== Extracted data ==
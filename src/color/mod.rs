//! Color arithmetic: gamma, color temperature mixing and RGBW conversion.

mod convert;
mod rgbw;

pub use convert::{
    cct_to_xy, clip, gamma, kelvin_to_rgb, linear_srgb_to_xyz, rgb_to_xy, xy_to_xyz,
    xyz_to_linear_srgb, xyz_to_xy, MAX_CCT, MIN_CCT,
};
pub use rgbw::{Colorspace, Rgbw};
===
> **To do**: Copy each entry exactly, with nothing added or dropped.

> **Exercise output**:
filename src/color/mod.rs
//! Color arithmetic: gamma, color temperature mixing and RGBW conversion.

mod convert;
mod rgbw;

pub use convert::{
    cct_to_xy, clip, gamma, kelvin_to_rgb, linear_srgb_to_xyz, rgb_to_xy, xy_to_xyz,
    xyz_to_linear_srgb, xyz_to_xy, MAX_CCT, MIN_CCT,
};
pub use rgbw::{Colorspace, Rgbw};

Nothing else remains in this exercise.